Ma qual è stato il rimosso della campagna elettorale? Questo: la parte pubblica affida questo tipo di servizi che non può o non vuole svolgere in house mediante contratti e convenzioni con il privato sociale. Si tratta di accordi il cui corrispettivo erogato dalla parte pubblica è utilizzato quasi esclusivamente come pagamento della forza lavoro impiegata, trattandosi di servizi ad altissima intensità di lavoro. Il rinnovo del contratto prevede un aumento del costo del lavoro per le cooperative che per l’anno in corso sarà del 5 per cento, pari a circa 10 milioni, e che a regime, cioè a partire dal 2026, sarà del 13 per cento, pari a 25 milioni.
Quelli previsti dal rinnovo del contratto sono aumenti in busta paga per operatori e operatrici che a regime saranno di circa 100 euro al mese. Si tratta di incrementi sacrosanti per garantire dignità e potere d’acquisto a persone che hanno nelle loro mani la vita di altre persone. Ma la faccenda, per come si è messa, rischia al tempo stesso di «penalizzare i lavoratori e mettere in crisi i servizi», come sottolinea il presidente di Legacoopsociali Umbria, Andrea Bernardoni. Perché? Perché pur trattandosi di servizi di rilevanza pubblica e appaltati dal pubblico, e pur essendo la parte economica quasi esclusivamente dedicata al pagamento dei salari, la parte pubblica, cioè la stragrande maggioranza dei comuni umbri, a distanza di cinque mesi dal rinnovo contrattuale non ha ancora adeguato al rialzo le tariffe dei servizi. Ciò significa che in questo momento le cooperative sociali si stanno sobbarcando l’aumento contrattuale del costo del lavoro nonostante gli appalti e le convenzioni siano stati sottoscritti quando i salari per operatori e operatrici erano più bassi. Non essendoci praticamente margini di profitto per le imprese, ciò significa che le cooperative sociali si stanno indebitando e questo, alla lunga, come sottolineato da Bernardoni, rischia di portare allo squilibrio di gestione numerose cooperative, con conseguenze sui posti di lavoro e sul conseguente scadimento dei servizi erogati.
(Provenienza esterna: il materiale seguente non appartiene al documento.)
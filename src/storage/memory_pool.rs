use crate::core::{Transaction, TransactionInput};

/// Pending transactions in arrival order.
/// Owned by the `Blockchain`; it has no lock of its own.
#[derive(Debug, Clone, Default)]
pub struct MemoryPool {
    inner: Vec<Transaction>,
}

impl MemoryPool {
    pub fn new() -> MemoryPool {
        MemoryPool { inner: Vec::new() }
    }

    pub fn add(&mut self, tx: Transaction) {
        self.inner.push(tx);
    }

    pub fn contains(&self, hash: &str) -> bool {
        self.position(hash).is_some()
    }

    pub fn position(&self, hash: &str) -> Option<usize> {
        self.inner.iter().position(|tx| tx.get_id() == hash)
    }

    pub fn get(&self, index: usize) -> Option<&Transaction> {
        self.inner.get(index)
    }

    /// The oldest `count` transactions, cloned
    pub fn take(&self, count: usize) -> Vec<Transaction> {
        self.inner.iter().take(count).cloned().collect()
    }

    /// Every input still waiting in the pool
    pub fn pending_inputs(&self) -> impl Iterator<Item = &TransactionInput> {
        self.inner.iter().flat_map(|tx| tx.get_inputs().iter())
    }

    /// Number of pending inputs signed by `address`
    pub fn pending_inputs_from(&self, address: &str) -> usize {
        self.pending_inputs()
            .filter(|input| input.get_from_address() == address)
            .count()
    }

    /// Pool contents without the given hashes; `self` is left untouched
    pub fn without(&self, hashes: &[&str]) -> Vec<Transaction> {
        self.inner
            .iter()
            .filter(|tx| !hashes.contains(&tx.get_id()))
            .cloned()
            .collect()
    }

    pub fn replace(&mut self, transactions: Vec<Transaction>) {
        self.inner = transactions;
    }

    pub fn len(&self) -> usize {
        self.inner.len()
    }

    pub fn is_empty(&self) -> bool {
        self.inner.is_empty()
    }

    pub fn get_all(&self) -> &[Transaction] {
        self.inner.as_slice()
    }
}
La buona pratica da seguire c’è. Intanto, le due Asl dell’Umbria, per i servizi da esse appaltati – che ammontano a circa il 25 per cento del totale in Umbria – hanno comunicato che adegueranno le tariffe con effetto retroattivo dal 1° febbraio 2024, cioè dal momento in cui sono scattati gli aumenti. I comuni di Città di Castello e Orvieto hanno provveduto all’adeguamento a qualche mese dal rinnovo. A Perugia la giunta comunale uscente, in piena campagna elettorale, ha approvato invece un generico atto di indirizzo che non prevedeva alcun impegno ed è stato letto non a caso da più di qualcuno come una maldestra mossa da campagna elettorale, appunto. Anche perché l’esempio – chiaro e trasparente – cui guardare, esiste in realtà. La conferenza territoriale sociale e sanitaria dell’area metropolitana di Bologna ha approvato lo scorso 23 aprile l’aggiornamento delle tariffe dei servizi socio sanitari innalzandole del 5 per cento per l’anno in corso e applicando graduamente gli aumenti nelle modalità previste dal nuovo contratto nazionale per il 2025 e il 2026, secondo quanto si legge in una nota. L’area metropolitana di Bologna è una realtà che comprende 52 comuni per oltre un milione di abitanti, quindi un’istituzione che pesa più o meno come l’intera Umbria, terra in cui invece si procede a macchia di leopardo e nel cui comune capoluogo la ex maggioranza parlava di gender negli stessi giorni in cui, come foglia di fico per una questione che riguarda migliaia di persone, adottava un atto che non prevedeva alcun impegno concreto. Magari, ora che le campagne elettorali sono finite, sarà il caso di pensare alle cose concrete per davvero.